I'm not speaking of the blurring of the JPEG request results. That is
unrecoverable, although mostly insignificant compared to the film grain in
this imagery.
If I plot the difference between the green histograms of the two images, I
see that there is a systematic shift of dark shades from about 40 to 52.
I've put the two histograms and the difference up at
http://took.paulnorman.ca/images/databc.pdf.
The difference is small enough (except at 0 and 255) that I may decide to
ignore it because of the optimizations you mentioned below. The differences
at 0 and 255 are likely artifacts off the edges of the imagery from JPEG
compression.
If I were forced to guess, I'd guess that somewhere a gamma setting is
getting misprocessed or dropped, but if this is the cause I bet it's in ESRI
mapserver, which I have no control over.
> Note: in GDAL 1.10, I've introduced in the GeoTIFF driver an
> optimization that will take the JPEG coefficients of a JPEG dataset and
> put them as a JPEG-in-TIFF without doing any
> decompression/decompression, so preserving exactly the quality of the
> source JPEG (and being much faster)
>
> This is accomplished by : gdal_translate my.jpeg my.tif -co
> COMPRESS=JPEG (if you add -co QUALITY=xxx , or some other options, then
> the optimization will not be triggered)
>
> Note that it currently only works with a single JPEG image, not a VRT of
> several JPEG for example.
Is there a way to verify if it is using this optimization?
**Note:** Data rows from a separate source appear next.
//! Interface resource model
//!
//! This module provides:
//! - The desired specification and observed state of an interface resource
//! - State machine for the interface lifecycle

pub mod state;
pub mod types;

// Re-exports
pub use state::InterfaceInstance;
pub use types::{InterfaceSpec, InterfaceState};
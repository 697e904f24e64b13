//! Address and CIDR helpers
//!
//! `ip` accepts CIDR notation directly, `ifconfig` on macOS does not: it wants
//! the bare address and a dotted-quad netmask as separate arguments.

use crate::error::{Error, Result};
use ipnet::IpNet;
use std::net::{IpAddr, Ipv4Addr};

/// An address split into its bare form and optional dotted-quad netmask
#[derive(Debug, Clone, PartialEq, Eq)]
pub struct SplitAddress {
    /// Address without any `/prefix` suffix
    pub address: String,
    /// Netmask derived from the prefix length, if one was given
    pub netmask: Option<String>,
}

/// Check that `addr` is an IPv4 or IPv6 address, bare or in CIDR notation
pub fn check(addr: &str) -> Result<()> {
    if addr.parse::<IpNet>().is_ok() || addr.parse::<IpAddr>().is_ok() {
        return Ok(());
    }

    Err(Error::InvalidAddressFormat(format!(
        "'{}' is not an IP address or CIDR block",
        addr
    )))
}

/// Split `addr` on `/` and derive the netmask from the prefix length
///
/// `"192.168.1.100/24"` yields `192.168.1.100` and `255.255.255.0`;
/// `"10.0.0.1"` is returned unchanged with no netmask. Only IPv4 is
/// accepted.
pub fn split(addr: &str) -> Result<SplitAddress> {
    let Some((address, prefix)) = addr.split_once('/') else {
        parse_ipv4(addr, addr)?;
        return Ok(SplitAddress {
            address: addr.to_string(),
            netmask: None,
        });
    };

    let prefix_len = prefix
        .parse::<u8>()
        .ok()
        .filter(|p| *p <= 32)
        .ok_or_else(|| {
            Error::InvalidAddressFormat(format!(
                "prefix length '{}' in '{}' must be an integer between 0 and 32",
                prefix, addr
            ))
        })?;
    parse_ipv4(address, addr)?;

    Ok(SplitAddress {
        address: address.to_string(),
        netmask: Some(netmask(prefix_len)),
    })
}

fn parse_ipv4(address: &str, addr: &str) -> Result<Ipv4Addr> {
    address.parse::<Ipv4Addr>().map_err(|e| {
        Error::InvalidAddressFormat(format!(
            "'{}' in '{}' is not an IPv4 address: {}",
            address, addr, e
        ))
    })
}

/// Render the mask for a prefix length (0-32) as four dotted octets
pub fn netmask(prefix_len: u8) -> String {
    // Widen before shifting: a /0 shifts by 32
    let mask = (0xFFFF_FFFFu64 << (32 - u32::from(prefix_len.min(32)))) & 0xFFFF_FFFF;

    [24, 16, 8, 0]
        .iter()
        .map(|shift| ((mask >> shift) & 0xFF).to_string())
        .collect::<Vec<_>>()
        .join(".")
}
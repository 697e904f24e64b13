//! Command-line interface for hostiface
//!
//! Uses clap with derive for type-safe CLI parsing

use clap::{CommandFactory, Parser, Subcommand};
use clap_complete::Shell;
use std::path::PathBuf;

/// hostiface - local dummy network interface provisioner
#[derive(Parser)]
#[command(name = "hostiface")]
#[command(author, version, about, long_about = None)]
#[command(propagate_version = true)]
pub struct Cli {
    /// Configuration file path (repeat to merge several files)
    #[arg(short, long, default_value = "hostiface.toml")]
    pub config: Vec<PathBuf>,

    /// Enable verbose output
    #[arg(short, long)]
    pub verbose: bool,

    #[command(subcommand)]
    pub command: Commands,
}

/// Available commands
#[derive(Subcommand)]
pub enum Commands {
    /// Create a single interface without touching the ledger
    Create {
        /// Interface name
        name: String,

        /// Address to assign, bare or in CIDR notation (e.g., 192.168.1.100/24)
        #[arg(short, long)]
        address: Option<String>,

        /// Print the resulting state as JSON
        #[arg(long)]
        json: bool,
    },

    /// Delete a single interface by id (best effort)
    Delete {
        /// Interface id (its name)
        id: String,
    },

    /// Create every configured interface not yet recorded
    Up,

    /// Delete every recorded interface
    Down,

    /// Show configured and recorded interfaces
    Status {
        /// Output in JSON format
        #[arg(long)]
        json: bool,
    },

    /// Validate configuration
    Check,

    /// Print the bare address and netmask for an address
    Netmask {
        /// Address, optionally with a /prefix
        address: String,
    },

    /// Generate shell completions
    Completion {
        /// Shell to generate completion for
        #[arg(value_enum)]
        shell: Shell,
    },
}

impl Cli {
    /// Parse CLI arguments
    pub fn parse_args() -> Self {
        Self::parse()
    }

    /// Generate shell completion scripts
    pub fn generate_completion(shell: Shell) {
        let mut cmd = Self::command();
        clap_complete::generate(shell, &mut cmd, "hostiface", &mut std::io::stdout());
    }
}

#[cfg(test)]
mod tests {
    use super::*;

    #[test]
    fn test_cli_is_consistent() {
        Cli::command().debug_assert();
    }

    #[test]
    fn test_parse_create() {
        let cli = Cli::try_parse_from(["hostiface", "create", "test0", "-a", "10.0.0.1/24"]).unwrap();
        match cli.command {
            Commands::Create { name, address, json } => {
                assert_eq!(name, "test0");
                assert_eq!(address.as_deref(), Some("10.0.0.1/24"));
                assert!(!json);
            }
            _ => panic!("expected create"),
        }
        assert_eq!(cli.config, vec![PathBuf::from("hostiface.toml")]);
    }

    #[test]
    fn test_parse_multiple_configs() {
        let cli = Cli::try_parse_from(["hostiface", "-c", "a.toml", "-c", "b.toml", "up"]).unwrap();
        assert_eq!(cli.config.len(), 2);
        assert!(matches!(cli.command, Commands::Up));
    }
}
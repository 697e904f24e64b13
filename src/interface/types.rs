//! Interface specification and observed state

use crate::error::{Error, Result};
use crate::netmask;
use crate::platform::Platform;
use serde::{Deserialize, Serialize};

/// Longest interface name the kernel accepts (IFNAMSIZ minus the NUL)
pub const MAX_NAME_LEN: usize = 15;

/// Desired interface, as submitted by the caller
#[derive(Debug, Clone, PartialEq, Eq, Serialize, Deserialize)]
pub struct InterfaceSpec {
    /// Interface name (also the resource id)
    pub name: String,
    /// Optional address, bare or in CIDR notation
    #[serde(default, skip_serializing_if = "Option::is_none")]
    pub address: Option<String>,
}

impl InterfaceSpec {
    pub fn new(name: impl Into<String>) -> Self {
        Self {
            name: name.into(),
            address: None,
        }
    }

    pub fn address(mut self, address: impl Into<String>) -> Self {
        self.address = Some(address.into());
        self
    }

    /// Check the name and address before any command runs
    ///
    /// Any IPv4 or IPv6 address passes here; backends that need more (the
    /// macOS netmask split) check again before running anything.
    pub fn validate(&self) -> Result<()> {
        validate_name(&self.name)?;
        if let Some(address) = &self.address {
            netmask::check(address)?;
        }
        Ok(())
    }
}

/// Check an interface name against what `ip` and `ifconfig` accept
pub fn validate_name(name: &str) -> Result<()> {
    if name.is_empty() {
        return Err(Error::InvalidInterfaceName(
            "name must not be empty".to_string(),
        ));
    }

    if name.len() > MAX_NAME_LEN {
        return Err(Error::InvalidInterfaceName(format!(
            "'{}' is longer than {} bytes",
            name, MAX_NAME_LEN
        )));
    }

    if name
        .chars()
        .any(|c| c.is_whitespace() || c == '/' || c == ':')
    {
        return Err(Error::InvalidInterfaceName(format!(
            "'{}' contains whitespace, '/' or ':'",
            name
        )));
    }

    Ok(())
}

/// Observed interface after a successful create
///
/// `id` is the only field delete relies on.
#[derive(Debug, Clone, PartialEq, Eq, Serialize, Deserialize)]
pub struct InterfaceState {
    /// Resource identity, equal to the interface name
    pub id: String,
    /// Interface name
    pub name: String,
    /// Address as submitted
    pub address: Option<String>,
    /// Platform the interface was created on
    #[serde(rename = "os_type")]
    pub platform: Platform,
}

impl InterfaceState {
    pub fn new(spec: &InterfaceSpec, platform: Platform) -> Self {
        Self {
            id: spec.name.clone(),
            name: spec.name.clone(),
            address: spec.address.clone(),
            platform,
        }
    }

    /// Specification that produced this state
    pub fn spec(&self) -> InterfaceSpec {
        InterfaceSpec {
            name: self.name.clone(),
            address: self.address.clone(),
        }
    }
}
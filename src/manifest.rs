//! Configuration file parsing for hostiface
//!
//! Parses `hostiface.toml` configuration files using serde

use crate::command::Privilege;
use crate::error::{Error, Result};
use crate::interface::InterfaceSpec;
use serde::Deserialize;
use std::collections::HashSet;
use std::fs;
use std::path::{Path, PathBuf};

/// Default ledger location, relative to the working directory
pub const DEFAULT_LEDGER: &str = "hostiface.state.json";

/// Load configuration from a file
pub fn load(path: &Path) -> Result<HostifaceConfig> {
    let config = read(path)?;
    config.validate()?;
    Ok(config)
}

/// Load and merge multiple configuration files
///
/// Files are merged in order, with later files overriding earlier ones.
/// Interfaces with the same name are replaced, new ones are appended.
pub fn load_merged(paths: &[PathBuf]) -> Result<HostifaceConfig> {
    let mut merged: Option<HostifaceConfig> = None;

    for path in paths {
        let config = read(path)?;
        merged = Some(match merged {
            None => config,
            Some(base) => base.merge(config),
        });
    }

    let config = merged.ok_or_else(|| {
        Error::ConfigValidation("No configuration files provided".into())
    })?;

    config.validate()?;
    Ok(config)
}

fn read(path: &Path) -> Result<HostifaceConfig> {
    let content = fs::read_to_string(path).map_err(|e| Error::ConfigRead {
        path: path.to_path_buf(),
        source: e,
    })?;

    Ok(toml::from_str(&content)?)
}

/// Root configuration structure
#[derive(Debug, Default, Deserialize)]
pub struct HostifaceConfig {
    /// Global configuration settings
    #[serde(default)]
    pub config: GlobalConfig,

    /// Interface definitions, in apply order
    #[serde(default)]
    pub interfaces: Vec<InterfaceSpec>,
}

impl HostifaceConfig {
    /// Validate the configuration
    pub fn validate(&self) -> Result<()> {
        let mut names = HashSet::new();
        for iface in &self.interfaces {
            if !names.insert(&iface.name) {
                return Err(Error::ConfigValidation(format!(
                    "Duplicate interface name: {}",
                    iface.name
                )));
            }

            iface.validate().map_err(|e| {
                Error::ConfigValidation(format!("interface '{}': {}", iface.name, e))
            })?;
        }

        Ok(())
    }

    /// Get an interface definition by name
    pub fn get_interface(&self, name: &str) -> Option<&InterfaceSpec> {
        self.interfaces.iter().find(|i| i.name == name)
    }

    /// Merge another config into this one
    pub fn merge(mut self, other: HostifaceConfig) -> HostifaceConfig {
        self.config = self.config.merge(other.config);

        for iface in other.interfaces {
            if let Some(existing) = self.interfaces.iter_mut().find(|i| i.name == iface.name) {
                *existing = iface;
            } else {
                self.interfaces.push(iface);
            }
        }

        self
    }
}

/// Global configuration settings
#[derive(Debug, Default, Deserialize)]
pub struct GlobalConfig {
    /// Where created interface ids are recorded
    pub ledger: Option<PathBuf>,

    /// How privileged commands gain root
    pub privilege: Option<Privilege>,

    /// Undo applied steps when a create fails part way (default: true)
    pub rollback: Option<bool>,
}

impl GlobalConfig {
    pub fn ledger_path(&self) -> PathBuf {
        self.ledger
            .clone()
            .unwrap_or_else(|| PathBuf::from(DEFAULT_LEDGER))
    }

    pub fn privilege(&self) -> Privilege {
        self.privilege.unwrap_or_default()
    }

    pub fn rollback(&self) -> bool {
        self.rollback.unwrap_or(true)
    }

    /// Other's values override self's where specified
    fn merge(self, other: GlobalConfig) -> GlobalConfig {
        GlobalConfig {
            ledger: other.ledger.or(self.ledger),
            privilege: other.privilege.or(self.privilege),
            rollback: other.rollback.or(self.rollback),
        }
    }
}
use std::time::Duration;

use async_trait::async_trait;
use fleet_sdk::{LocationStore, LocationStoreError};
use redis::aio::ConnectionManager;

/// Atomic compare-and-delete: removes KEYS[1] only while it equals ARGV[1].
const DELETE_IF_SCRIPT: &str = r#"
if redis.call("GET", KEYS[1]) == ARGV[1] then
    return redis.call("DEL", KEYS[1])
end
return 0
"#;

pub struct RedisLocationStore {
    conn: ConnectionManager,
}

fn store_err(err: redis::RedisError) -> LocationStoreError {
    LocationStoreError::Store(err.to_string())
}

/// Redis expiries are whole seconds; never round a TTL down to "no expiry".
fn ttl_secs(ttl: Duration) -> u64 {
    ttl.as_secs().max(1)
}

impl RedisLocationStore {
    pub async fn connect(url: &str) -> Result<Self, LocationStoreError> {
        let client = redis::Client::open(url).map_err(store_err)?;
        let conn = client.get_connection_manager().await.map_err(store_err)?;
        Ok(Self { conn })
    }
}

#[async_trait]
impl LocationStore for RedisLocationStore {
    async fn put(&self, key: &str, value: &str, ttl: Duration) -> Result<(), LocationStoreError> {
        let mut conn = self.conn.clone();
        redis::cmd("SET")
            .arg(key)
            .arg(value)
            .arg("EX")
            .arg(ttl_secs(ttl))
            .query_async::<_, ()>(&mut conn)
            .await
            .map_err(store_err)
    }

    async fn get(&self, key: &str) -> Result<Option<String>, LocationStoreError> {
        let mut conn = self.conn.clone();
        redis::cmd("GET")
            .arg(key)
            .query_async(&mut conn)
            .await
            .map_err(store_err)
    }

    async fn delete_if(&self, key: &str, expected: &str) -> Result<bool, LocationStoreError> {
        let mut conn = self.conn.clone();
        let removed: i64 = redis::cmd("EVAL")
            .arg(DELETE_IF_SCRIPT)
            .arg(1)
            .arg(key)
            .arg(expected)
            .query_async(&mut conn)
            .await
            .map_err(store_err)?;
        Ok(removed == 1)
    }

    async fn expire(&self, key: &str, ttl: Duration) -> Result<bool, LocationStoreError> {
        let mut conn = self.conn.clone();
        let updated: i64 = redis::cmd("EXPIRE")
            .arg(key)
            .arg(ttl_secs(ttl))
            .query_async(&mut conn)
            .await
            .map_err(store_err)?;
        Ok(updated == 1)
    }
}
use axum::Router;
use fleet_gateway::config::AppConfig;
use fleet_gateway::metrics;
use fleet_gateway::routes;
use fleet_gateway::state::AppState;
use fleet_gateway::telemetry::init_tracing;
use tracing::{info, warn};

#[tokio::main]
async fn main() {
    let cfg = AppConfig::from_env();
    init_tracing(&cfg.log_filter, cfg.log_json);

    let app_state = AppState::from_config(&cfg).await;
    let bus = app_state.bus();
    bus.start();

    let app: Router = routes::router(app_state);

    info!(
        addr = %cfg.bind_addr,
        instance = %cfg.instance_id,
        redis = cfg.redis_endpoint().as_deref().unwrap_or("unset"),
        location_refresh_secs = cfg.location_refresh.as_secs(),
        proxy_buffer = cfg.proxy_buffer,
        health_interval_secs = cfg.health_interval.as_secs(),
        "starting fleet-gateway"
    );
    metrics::BOOT_COUNTER.inc();
    let listener = tokio::net::TcpListener::bind(cfg.bind_addr)
        .await
        .expect("bind");
    axum::serve(listener, app.into_make_service())
        .with_graceful_shutdown(shutdown_signal())
        .await
        .expect("server");

    bus.stop().await;
    info!("fleet-gateway stopped");
}

async fn shutdown_signal() {
    if let Err(err) = tokio::signal::ctrl_c().await {
        warn!(error = %err, "failed to listen for ctrl-c");
        std::future::pending::<()>().await;
    }
    info!("shutdown requested");
}
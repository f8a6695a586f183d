use std::net::SocketAddr;
use std::time::Duration;

use fleet_sdk::ids;

pub const DEFAULT_LOG_FILTER: &str = "info,fleet_gateway=debug,fleet_bus=info";

#[derive(Debug, Clone)]
pub struct AppConfig {
    pub bind_addr: SocketAddr,
    pub log_filter: String,
    pub log_json: bool,
    pub instance_id: String,
    pub redis_url: Option<String>,
    pub location_refresh: Duration,
    pub proxy_buffer: usize,
    pub health_interval: Duration,
}

impl AppConfig {
    pub fn from_env() -> Self {
        let bind_addr: SocketAddr = std::env::var("FLEET_GATEWAY_ADDR")
            .ok()
            .and_then(|v| v.parse().ok())
            .unwrap_or_else(|| SocketAddr::from(([0, 0, 0, 0], 8090)));
        let log_filter = std::env::var("RUST_LOG").unwrap_or_else(|_| DEFAULT_LOG_FILTER.into());
        let log_json = std::env::var("FLEET_LOG_FORMAT")
            .map(|v| v.eq_ignore_ascii_case("json"))
            .unwrap_or(false);
        let instance_id = std::env::var("FLEET_INSTANCE_ID")
            .ok()
            .filter(|v| !v.trim().is_empty())
            .unwrap_or_else(ids::instance_id);
        let redis_url = std::env::var("REDIS_URL")
            .ok()
            .filter(|v| !v.trim().is_empty());
        let location_refresh_secs = std::env::var("FLEET_LOCATION_REFRESH_SECS")
            .ok()
            .and_then(|v| v.parse().ok())
            .filter(|secs: &u64| *secs > 0)
            .unwrap_or(20);
        let proxy_buffer = std::env::var("FLEET_PROXY_BUFFER")
            .ok()
            .and_then(|v| v.parse().ok())
            .filter(|n: &usize| *n > 0)
            .unwrap_or(256);
        let health_interval_secs = std::env::var("FLEET_HEALTH_INTERVAL_SECS")
            .ok()
            .and_then(|v| v.parse().ok())
            .filter(|secs: &u64| *secs > 0)
            .unwrap_or(30);
        Self {
            bind_addr,
            log_filter,
            log_json,
            instance_id,
            redis_url,
            location_refresh: Duration::from_secs(location_refresh_secs),
            proxy_buffer,
            health_interval: Duration::from_secs(health_interval_secs),
        }
    }

    /// Redis endpoint safe for logs, with any credentials removed.
    pub fn redis_endpoint(&self) -> Option<String> {
        self.redis_url.as_deref().map(redact_credentials)
    }
}

fn redact_credentials(url: &str) -> String {
    let (scheme, rest) = match url.split_once("://") {
        Some((scheme, rest)) => (Some(scheme), rest),
        None => (None, url),
    };
    let authority_end = rest.find('/').unwrap_or(rest.len());
    let rest = match rest[..authority_end].rfind('@') {
        Some(at) => &rest[at + 1..],
        None => rest,
    };
    match scheme {
        Some(scheme) => format!("{scheme}://{rest}"),
        None => rest.to_string(),
    }
}
use tracing_subscriber::{EnvFilter, Registry, layer::SubscriberExt, util::SubscriberInitExt};

pub fn init_tracing(filter: &str, json: bool) {
    let env_filter = EnvFilter::try_new(filter).unwrap_or_else(|_| EnvFilter::new("info"));
    let (text_layer, json_layer) = if json {
        (
            None,
            Some(tracing_subscriber::fmt::layer().json().with_target(false)),
        )
    } else {
        (
            Some(tracing_subscriber::fmt::layer().with_target(false)),
            None,
        )
    };
    Registry::default()
        .with(env_filter)
        .with(text_layer)
        .with(json_layer)
        .init();
}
I'm not actually
feeding it a JPEG in the command line at any point, but the WMS driver is
downloading JPEGs as I am using a WMS source with
<ImageFormat>image/png</ImageFormat>, which might be similar to a VRT. I
don't know how this is treated internally.
My recollection is that it is theoretically possible to merge multiple jpeg
images without decompressing and recompressing, provided the images all lie
on the same block boundaries, where I believe a block is 8x8 pixels. I used
to have some image editing software that would crop JPEGs without
recompression if the cropping lied on the right lines.
If you run nearblack to go from one JPEG in TIFF to another JPEG in TIFF,
does it use this optimization for the RGB bands?